A l’extérieur, des milliers de soldats de la Garde nationale déployés à la suite de la débâcle du 6 janvier continuent de patrouiller, tandis que des clôtures érigées à la hâte barrent la zone aux Américains ordinaires – preuve visible que les répliques de l’ère Trump continuent de gronder.

M. Trump devient le premier président à faire face à deux procès de destitution – il a été acquitté en 2020 pour abus de pouvoir – ainsi que le premier dans l’histoire à être jugé après avoir quitté ses fonctions.

Pour les démocrates qui mènent le procès contre le magnat populiste de l’immobilier, le crime de Trump est également une première – le “crime constitutionnel le plus grave” de l’histoire des États-Unis.

Mais son équipe juridique s’appuie largement sur l’argument procédural selon lequel un ancien président ne peut être jugé, qualifiant le procès du Sénat d'”absurde”.

Un deuxième acquittement est pratiquement certain pour Trump, qui se cache dans son luxueux hôtel de Mar-a-Lago en Floride et qui, après avoir été interdit de Twitter, a passé les semaines qui ont suivi son départ du bureau dans un silence quasi total.

Les démocrates détiennent 50 des 100 sièges du Sénat et le vice-président Kamala Harris est en mesure de voter pour mettre fin aux bris d’égalité. Mais il faudrait une majorité des deux tiers pour qu’une condamnation soit prononcée, ce qui signifie qu’au moins 17 sénateurs républicains devraient se joindre à eux.

– Pays polarisé –

Alors que le pays est au plus fort de sa polarisation depuis au moins un demi-siècle, le procès pour mise en accusation risque de devenir un nouveau point d’ignition.

Après quatre années de lutte pour les gens ordinaires contre les élites, les républicains continuent de soutenir l’ex-président, poussant leur parti toujours plus à droite.

Cependant, les démocrates sont tout aussi énergiques et les sondages montrent qu’une petite majorité du pays dans son ensemble pense que l’atout mérite d’être convaincu. Un sondage Ipsos/ABC News a révélé que 56 % des personnes interrogées sont d’accord avec cette affirmation, tandis qu’un sondage Gallup a révélé que 52 % des personnes interrogées sont d’accord avec cette affirmation.

On ne sait pas encore combien de temps durera le procès, mais il sera plus court que le marathon de trois semaines de la première destitution de Trump et pourrait se terminer dès la semaine prochaine.

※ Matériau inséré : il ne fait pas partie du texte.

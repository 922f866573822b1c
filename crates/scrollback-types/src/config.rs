//! Global configuration types for Scrollback.
//!
//! `GlobalConfig` represents the top-level `config.toml` that controls the
//! retriever's attempt budget, settle delay, limit policy and container
//! lookup chain.

use std::fmt;
use std::str::FromStr;
use std::time::Duration;

use serde::{Deserialize, Serialize};

use crate::error::ConfigError;
use crate::scroll::LookupStrategy;

/// Top-level configuration for Scrollback.
///
/// Loaded from `~/.scrollback/config.toml`. All fields have sensible defaults.
#[derive(Debug, Clone, Default, Serialize, Deserialize)]
pub struct GlobalConfig {
    #[serde(default)]
    pub retriever: RetrieverConfig,
}

/// How the retriever treats `SearchOptions::limit`.
#[derive(Debug, Clone, Copy, PartialEq, Eq, Default, Serialize, Deserialize)]
#[serde(rename_all = "snake_case")]
pub enum LimitPolicy {
    /// Accept the limit but return every message (observed legacy behavior).
    #[default]
    Ignore,
    /// Truncate to the most recent `n` messages.
    KeepLatest,
}

impl fmt::Display for LimitPolicy {
    fn fmt(&self, f: &mut fmt::Formatter<'_>) -> fmt::Result {
        match self {
            LimitPolicy::Ignore => write!(f, "ignore"),
            LimitPolicy::KeepLatest => write!(f, "keep_latest"),
        }
    }
}

impl FromStr for LimitPolicy {
    type Err = ConfigError;

    fn from_str(s: &str) -> Result<Self, Self::Err> {
        match s.to_lowercase().replace('-', "_").as_str() {
            "ignore" => Ok(LimitPolicy::Ignore),
            "keep_latest" => Ok(LimitPolicy::KeepLatest),
            other => Err(ConfigError::InvalidLimitPolicy(other.to_string())),
        }
    }
}

/// Settings for the convergence scroller and extractor.
#[derive(Debug, Clone, PartialEq, Eq, Serialize, Deserialize)]
pub struct RetrieverConfig {
    /// Upper bound on growing scroll attempts.
    #[serde(default = "default_max_attempts")]
    pub max_attempts: u32,

    /// Pause between attempts so the surface can render older messages.
    #[serde(default = "default_settle_delay_ms")]
    pub settle_delay_ms: u64,

    #[serde(default)]
    pub limit_policy: LimitPolicy,

    /// Container lookup chain, highest priority first.
    #[serde(default = "default_lookup_chain")]
    pub lookup: Vec<LookupStrategy>,
}

fn default_max_attempts() -> u32 {
    100
}

fn default_settle_delay_ms() -> u64 {
    500
}

/// Built-in container lookup chain for the web messaging client.
pub fn default_lookup_chain() -> Vec<LookupStrategy> {
    vec![
        LookupStrategy::new(
            "conversation-panel",
            r#"[data-testid="conversation-panel-messages"]"#,
        ),
        LookupStrategy::new(
            "copyable-area",
            r#"#main div.copyable-area > div[tabindex="0"]"#,
        ),
        LookupStrategy::new("application-role", r#"#main [role="application"]"#),
    ]
}

impl Default for RetrieverConfig {
    fn default() -> Self {
        Self {
            max_attempts: default_max_attempts(),
            settle_delay_ms: default_settle_delay_ms(),
            limit_policy: LimitPolicy::default(),
            lookup: default_lookup_chain(),
        }
    }
}

impl RetrieverConfig {
    pub fn settle_delay(&self) -> Duration {
        Duration::from_millis(self.settle_delay_ms)
    }

    /// Reject configurations the scroller cannot run with.
    pub fn validate(&self) -> Result<(), ConfigError> {
        if self.max_attempts == 0 {
            return Err(ConfigError::InvalidRetriever(
                "max_attempts must be at least 1".to_string(),
            ));
        }
        if self.lookup.is_empty() {
            return Err(ConfigError::InvalidRetriever(
                "lookup chain must contain at least one strategy".to_string(),
            ));
        }
        if let Some(blank) = self.lookup.iter().find(|s| s.selector.trim().is_empty()) {
            return Err(ConfigError::InvalidRetriever(format!(
                "lookup strategy '{}' has an empty selector",
                blank.name
            )));
        }
        Ok(())
    }
}

#[cfg(test)]
mod tests {
    use super::*;

    #[test]
    fn test_global_config_default_values() {
        let config = GlobalConfig::default();
        assert_eq!(config.retriever.max_attempts, 100);
        assert_eq!(config.retriever.settle_delay(), Duration::from_millis(500));
        assert_eq!(config.retriever.limit_policy, LimitPolicy::Ignore);
        assert_eq!(config.retriever.lookup.len(), 3);
        assert!(config.retriever.validate().is_ok());
    }

    #[test]
    fn test_global_config_deserialize_with_defaults() {
        let config: GlobalConfig = toml::from_str("").unwrap();
        assert_eq!(config.retriever, RetrieverConfig::default());
    }

    #[test]
    fn test_global_config_deserialize_with_values() {
        let toml_str = r#"
[retriever]
max_attempts = 20
settle_delay_ms = 250
limit_policy = "keep_latest"

[[retriever.lookup]]
name = "custom"
selector = "div.messages"
"#;
        let config: GlobalConfig = toml::from_str(toml_str).unwrap();
        assert_eq!(config.retriever.max_attempts, 20);
        assert_eq!(config.retriever.settle_delay_ms, 250);
        assert_eq!(config.retriever.limit_policy, LimitPolicy::KeepLatest);
        assert_eq!(config.retriever.lookup.len(), 1);
        assert_eq!(config.retriever.lookup[0].name, "custom");
    }

    #[test]
    fn test_validate_rejects_zero_attempts() {
        let config = RetrieverConfig {
            max_attempts: 0,
            ..RetrieverConfig::default()
        };
        assert!(config.validate().is_err());
    }

    #[test]
    fn test_validate_rejects_empty_chain() {
        let config = RetrieverConfig {
            lookup: Vec::new(),
            ..RetrieverConfig::default()
        };
        assert!(config.validate().is_err());

        let config = RetrieverConfig {
            lookup: vec![LookupStrategy::new("blank", "  ")],
            ..RetrieverConfig::default()
        };
        let err = config.validate().unwrap_err();
        assert!(err.to_string().contains("blank"));
    }

    #[test]
    fn test_limit_policy_parse() {
        assert_eq!("ignore".parse::<LimitPolicy>().unwrap(), LimitPolicy::Ignore);
        assert_eq!(
            "keep-latest".parse::<LimitPolicy>().unwrap(),
            LimitPolicy::KeepLatest
        );
        assert!("truncate".parse::<LimitPolicy>().is_err());
        assert_eq!(LimitPolicy::KeepLatest.to_string(), "keep_latest");
    }
}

Tout d’abord, il y aura jusqu’à quatre heures de débat, suivies d’un vote, sur la constitutionnalité du procès d’un ancien président. Ce ne sera presque certainement qu’une formalité puisque les démocrates ont suffisamment de voix, mais cela donnera une indication précoce de l’ouverture des républicains à cette affaire.

La partie principale du procès commencera mercredi, chaque partie ayant 16 heures pour présenter des arguments oraux.

Les sénateurs, qui sont les jurés, vont ensuite interroger les équipes juridiques adverses.

Un vote à la majorité sera nécessaire si l’une ou l’autre des parties souhaite appeler des témoins. Cependant, Trump a déjà refusé une invitation à témoigner.

– Biden au-dessus de la mêlée –

Biden, qui a succédé à Trump le 20 janvier dernier, tente de rester au-dessus de la mêlée.

Chaque jour, la Maison Blanche envoie le message que le démocrate se concentre plutôt sur la fragilité de l’économie et sur les efforts désespérés pour vacciner les Américains contre la pandémie de Covid-19, toujours incontrôlée.

Biden veut “laisser le Sénat s’en occuper”, a déclaré lundi l’attachée de presse de la Maison Blanche Jen Psaki.

Si Trump était reconnu coupable, le Sénat voterait alors à la majorité simple pour l’exclure de toute future fonction publique.

Mais même si le procès pour mise en accusation se termine par un acquittement, les appels visant à punir M. Trump pour son comportement au lendemain de l’élection se poursuivront, y compris peut-être une incitation à un vote de censure bipartisan.